Following Weaver, Perry spoke in opposition of Initiative 65. The former deputy chief of staff for Governor Haley Barbour, was sworn in as a member of the Mississippi State Board of Health in 2019.
When speaking against the Initiative, Perry referenced the tax structure included in the proposed amendment to the Mississippi Constitution, or lack of tax money that will go back to funding infrastructure or other statewide needs.
“They’re marketing to kids so they can get as many people hooked as possible so they can make as much money as possible,” Perry said.
Last week, East joined Oxford’s chief of police, Jeff McCutchen in speaking out against Initiative 65. A week later, the sheriff was still in opposition of either version of the Initiative passing, but spoke in favor of 65A. East also doubled-down on his feelings towards marijuana becoming legalized, even for medicinal purposes.
“I was asked to come here and speak tonight about Initiative 65A and I have to tell you and be honest with you, I was very hesitant in doing that,” East said. “The reason I was hesitant is for the last 30 years I’ve been in law enforcement and I’ve not seen once that the use of marijuana has have positive effects in a person’s life. Quite frankly, I’ve seen the opposite. It’s only brought addiction, misery, risk and pain to the families and individuals who use this drug. But after consideration of the thought that there is a possible need for medical marijuana or that there are people possibly hurting with chronic illness or pain, I decided to speak for Initiative 65A, but more importantly against Initiative 65.”
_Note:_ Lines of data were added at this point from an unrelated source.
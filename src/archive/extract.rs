//! Archive extraction with zip-slip and decompression-bomb defenses.

use std::collections::BTreeMap;
use std::io::{Cursor, Read};

use zip::ZipArchive;

use super::{
    AUTHOR_SIG_ENTRY, CHECKSUMS_ENTRY, MANIFEST_ENTRY, MAX_UNCOMPRESSED_BYTES, PLATFORM_SIG_ENTRY,
    SKILL_MD_ENTRY, is_unsafe_entry_path,
};
use crate::error::{Result, SkillPortError};
use crate::manifest::{Manifest, RawManifest};

/// Everything read out of an `.ssp` archive.
///
/// `manifest_raw` holds the bytes exactly as stored in the archive — never a
/// re-serialization — because signature verification runs over them.
#[derive(Debug, Clone)]
pub struct ExtractedArchive {
    pub manifest: Manifest,
    pub manifest_raw: Vec<u8>,
    /// Archive-internal path (`SKILL.md`, `payload/<path>`) → bytes.
    pub files: BTreeMap<String, Vec<u8>>,
    /// Present and non-empty, or `None`.
    pub author_signature: Option<String>,
    pub platform_signature: Option<String>,
    pub checksums: BTreeMap<String, String>,
    pub skill_md: Option<String>,
}

/// Extract an `.ssp` archive with the default 500 MiB decompression cap.
pub fn extract_archive(bytes: &[u8]) -> Result<ExtractedArchive> {
    extract_with_limit(bytes, MAX_UNCOMPRESSED_BYTES)
}

pub(crate) fn extract_with_limit(bytes: &[u8], limit_bytes: u64) -> Result<ExtractedArchive> {
    let mut archive = ZipArchive::new(Cursor::new(bytes))
        .map_err(|e| SkillPortError::MalformedArchive(format!("not a valid zip: {e}")))?;

    let manifest_raw = read_entry(&mut archive, MANIFEST_ENTRY)?
        .ok_or_else(|| SkillPortError::MalformedArchive("manifest.json missing".into()))?;
    let manifest = RawManifest::parse(&manifest_raw)?
        .validate()
        .map_err(SkillPortError::ManifestInvalid)?;

    let author_signature = read_signature(&mut archive, AUTHOR_SIG_ENTRY)?;
    let platform_signature = read_signature(&mut archive, PLATFORM_SIG_ENTRY)?;

    let checksums: BTreeMap<String, String> = match read_entry(&mut archive, CHECKSUMS_ENTRY)? {
        Some(raw) => serde_json::from_slice(&raw)
            .map_err(|e| SkillPortError::MalformedArchive(format!("checksums.json: {e}")))?,
        None => BTreeMap::new(),
    };

    // Zip-slip defense: validate every entry name before any path handling.
    let unsafe_entry = archive
        .file_names()
        .find(|name| is_unsafe_entry_path(name))
        .map(ToString::to_string);
    if let Some(entry) = unsafe_entry {
        return Err(SkillPortError::ZipSlip { entry });
    }

    let mut files: BTreeMap<String, Vec<u8>> = BTreeMap::new();
    let mut declared_total: u64 = 0;
    let mut actual_total: u64 = 0;
    for i in 0..archive.len() {
        let mut entry = archive
            .by_index(i)
            .map_err(|e| SkillPortError::MalformedArchive(format!("entry {i}: {e}")))?;
        if entry.is_dir() {
            continue;
        }
        let name = entry.name().to_string();
        if is_metadata_entry(&name) {
            continue;
        }

        // Declared sizes are checked first, but they are advisory; the
        // bounded read below enforces the cap on actual decompressed bytes.
        declared_total = declared_total.saturating_add(entry.size());
        if declared_total > limit_bytes {
            return Err(SkillPortError::DecompressionBomb { limit_bytes });
        }

        let remaining = limit_bytes - actual_total;
        let mut content = Vec::new();
        (&mut entry)
            .take(remaining + 1)
            .read_to_end(&mut content)
            .map_err(|e| SkillPortError::MalformedArchive(format!("entry {name}: {e}")))?;
        actual_total += content.len() as u64;
        if actual_total > limit_bytes {
            return Err(SkillPortError::DecompressionBomb { limit_bytes });
        }
        files.insert(name, content);
    }

    let skill_md = files
        .get(SKILL_MD_ENTRY)
        .map(|bytes| String::from_utf8_lossy(bytes).into_owned());

    Ok(ExtractedArchive {
        manifest,
        manifest_raw,
        files,
        author_signature,
        platform_signature,
        checksums,
        skill_md,
    })
}

fn is_metadata_entry(name: &str) -> bool {
    name == MANIFEST_ENTRY || name == CHECKSUMS_ENTRY || name.starts_with("signatures/")
}

fn read_entry(archive: &mut ZipArchive<Cursor<&[u8]>>, name: &str) -> Result<Option<Vec<u8>>> {
    match archive.by_name(name) {
        Ok(mut entry) => {
            let mut content = Vec::new();
            entry
                .read_to_end(&mut content)
                .map_err(|e| SkillPortError::MalformedArchive(format!("entry {name}: {e}")))?;
            Ok(Some(content))
        }
        Err(zip::result::ZipError::FileNotFound) => Ok(None),
        Err(e) => Err(SkillPortError::MalformedArchive(format!(
            "entry {name}: {e}"
        ))),
    }
}

/// Signatures are base64 text; whitespace is tolerated, empty means absent.
fn read_signature(archive: &mut ZipArchive<Cursor<&[u8]>>, name: &str) -> Result<Option<String>> {
    Ok(read_entry(archive, name)?.and_then(|raw| {
        let text = String::from_utf8_lossy(&raw).trim().to_string();
        if text.is_empty() { None } else { Some(text) }
    }))
}

#[cfg(test)]
mod tests {
    use std::io::Write;

    use super::*;
    use crate::archive::create_archive;
    use crate::crypto;
    use crate::manifest::demo_manifest;

    fn demo_files() -> BTreeMap<String, Vec<u8>> {
        let mut files = BTreeMap::new();
        files.insert("SKILL.md".to_string(), b"# Demo".to_vec());
        files.insert("scripts/run.sh".to_string(), b"echo demo".to_vec());
        files
    }

    /// Hand-craft a zip with arbitrary entries (stored, no compression).
    fn raw_zip(entries: &[(&str, &[u8])]) -> Vec<u8> {
        let mut writer = zip::ZipWriter::new(Cursor::new(Vec::new()));
        for (name, content) in entries {
            let options = zip::write::SimpleFileOptions::default()
                .compression_method(zip::CompressionMethod::Stored);
            writer.start_file(*name, options).unwrap();
            writer.write_all(content).unwrap();
        }
        writer.finish().unwrap().into_inner()
    }

    fn signed_manifest_bytes() -> Vec<u8> {
        demo_manifest().canonical_json()
    }

    #[test]
    fn roundtrip_preserves_manifest_files_and_signature() {
        let kp = crypto::generate_keypair().unwrap();
        let manifest = demo_manifest();
        let bytes = create_archive(&manifest, &demo_files(), &kp.private_pem).unwrap();

        let extracted = extract_archive(&bytes).unwrap();
        assert_eq!(extracted.manifest.id, "alice/demo");
        assert_eq!(extracted.skill_md.as_deref(), Some("# Demo"));
        assert_eq!(
            extracted.files.get("payload/scripts/run.sh").unwrap(),
            b"echo demo"
        );
        assert!(extracted.platform_signature.is_none());

        let sig = extracted.author_signature.expect("author signature");
        assert!(crypto::verify(&extracted.manifest_raw, &sig, &kp.public_pem));

        let (ok, mismatches) =
            crypto::verify_checksums(&extracted.files, &extracted.manifest.hashes);
        assert!(ok, "{mismatches:?}");
    }

    #[test]
    fn missing_manifest_is_malformed() {
        let bytes = raw_zip(&[("SKILL.md", b"# Demo")]);
        let err = extract_archive(&bytes).unwrap_err();
        assert_eq!(err.code(), "malformed_archive");
    }

    #[test]
    fn garbage_bytes_are_malformed() {
        let err = extract_archive(b"not a zip at all").unwrap_err();
        assert_eq!(err.code(), "malformed_archive");
    }

    #[test]
    fn invalid_manifest_surfaces_violations() {
        let bytes = raw_zip(&[("manifest.json", br#"{"ssp_version": "9.9"}"#)]);
        let err = extract_archive(&bytes).unwrap_err();
        assert_eq!(err.code(), "manifest_invalid");
    }

    #[test]
    fn backslash_entry_rejected_as_zip_slip() {
        let manifest = signed_manifest_bytes();
        let bytes = raw_zip(&[
            ("manifest.json", manifest.as_slice()),
            ("payload\\..\\..\\etc\\passwd", b"root:x:0:0"),
        ]);
        let err = extract_archive(&bytes).unwrap_err();
        assert!(matches!(err, SkillPortError::ZipSlip { .. }), "{err}");
    }

    #[test]
    fn dotdot_entry_rejected_as_zip_slip() {
        let manifest = signed_manifest_bytes();
        let bytes = raw_zip(&[
            ("manifest.json", manifest.as_slice()),
            ("payload/../../etc/passwd", b"root:x:0:0"),
        ]);
        let err = extract_archive(&bytes).unwrap_err();
        assert!(matches!(err, SkillPortError::ZipSlip { .. }));
    }

    #[test]
    fn absolute_entry_rejected_as_zip_slip() {
        let manifest = signed_manifest_bytes();
        let bytes = raw_zip(&[
            ("manifest.json", manifest.as_slice()),
            ("/etc/passwd", b"root:x:0:0"),
        ]);
        let err = extract_archive(&bytes).unwrap_err();
        assert!(matches!(err, SkillPortError::ZipSlip { .. }));
    }

    #[test]
    fn cumulative_size_over_limit_is_a_bomb() {
        let manifest = signed_manifest_bytes();
        let big = vec![0_u8; 4096];
        let bytes = raw_zip(&[
            ("manifest.json", manifest.as_slice()),
            ("payload/a.bin", big.as_slice()),
            ("payload/b.bin", big.as_slice()),
        ]);
        let err = extract_with_limit(&bytes, 6000).unwrap_err();
        assert!(matches!(err, SkillPortError::DecompressionBomb { .. }));
    }

    #[test]
    fn under_limit_extracts_fine() {
        let manifest = signed_manifest_bytes();
        let bytes = raw_zip(&[
            ("manifest.json", manifest.as_slice()),
            ("payload/a.bin", b"small".as_slice()),
        ]);
        let extracted = extract_with_limit(&bytes, 6000).unwrap();
        assert_eq!(extracted.files.len(), 1);
    }

    #[test]
    fn missing_checksums_yield_empty_map() {
        let manifest = signed_manifest_bytes();
        let bytes = raw_zip(&[("manifest.json", manifest.as_slice())]);
        let extracted = extract_archive(&bytes).unwrap();
        assert!(extracted.checksums.is_empty());
        assert!(extracted.author_signature.is_none());
    }

    #[test]
    fn empty_signature_entry_reads_as_absent() {
        let manifest = signed_manifest_bytes();
        let bytes = raw_zip(&[
            ("manifest.json", manifest.as_slice()),
            ("signatures/author.sig", b"  \n"),
        ]);
        let extracted = extract_archive(&bytes).unwrap();
        assert!(extracted.author_signature.is_none());
    }

    #[test]
    fn manifest_raw_is_stored_bytes_not_reserialization() {
        // Same manifest content but with eccentric whitespace. Extraction
        // must hand back the stored bytes untouched.
        let pretty = signed_manifest_bytes();
        let value: serde_json::Value = serde_json::from_slice(&pretty).unwrap();
        let compact = serde_json::to_vec(&value).unwrap();
        assert_ne!(pretty, compact);

        let bytes = raw_zip(&[("manifest.json", compact.as_slice())]);
        let extracted = extract_archive(&bytes).unwrap();
        assert_eq!(extracted.manifest_raw, compact);
    }
}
Grantham spoke against 65A, calling it a “Trojan horse” created by Mississippi legislators in an attempt to confuse the voters. She also referenced the decades the state Congress have had to pass legislature similar to 65A, if they wanted to.
“They have blocked every single one. Not a single one of those bills made it to the floor for a vote,” Grantham said. “When they put 65A on the ballot, they robbed voters of a fair up or down vote.”
Once the scheduled speakers finished, there was a small intermission before the public comment portion of the hearing began. Prior to the event beginning, those in attendance had the ability to sign up to give their opinion either for or against the Initiatives.
Eight people spoke, ranging from former lawyers to doctors, surgeons and small business owners. All eight were in favor of Initiative 65 passing next month.
Dressed in his white coat, Tupelo physician and surgeon Dr. Matt Wesson said he’d witnessed the positive effects medical marijuana can have on a patient and has been a strong supporter for it’s legalization in Mississippi for decades.
“With many patients, medical marijuana is excellent for cancer, pain relief, seizures, the side effects of chemotherapy … and for the anxiety of depression of PTSD that so many veterans have,” Wesson said. “It is a very unique drug with substantial benefits and minimal side effects.”
David Singletary, a Jackson native for the past 60 years, spoke strongly in favor of Initiative 65, stating marijuana had been been a part of “civilization for the past 10,000 years” and stated it was safer than other vices that are already legal, including cigarettes and alcohol.
The second hearing was held at Leflore County Civic Center in Greenwood on Thursday. The remaining hearings are scheduled for Oct. 7 at the Jackie Dole Sherrill Community Center in Hattiesburg; Oct. 8 at the Meridian City Hall Auditorium in Meridian and Oct. 13 at the Mississippi Civil Rights Museum in Jackson.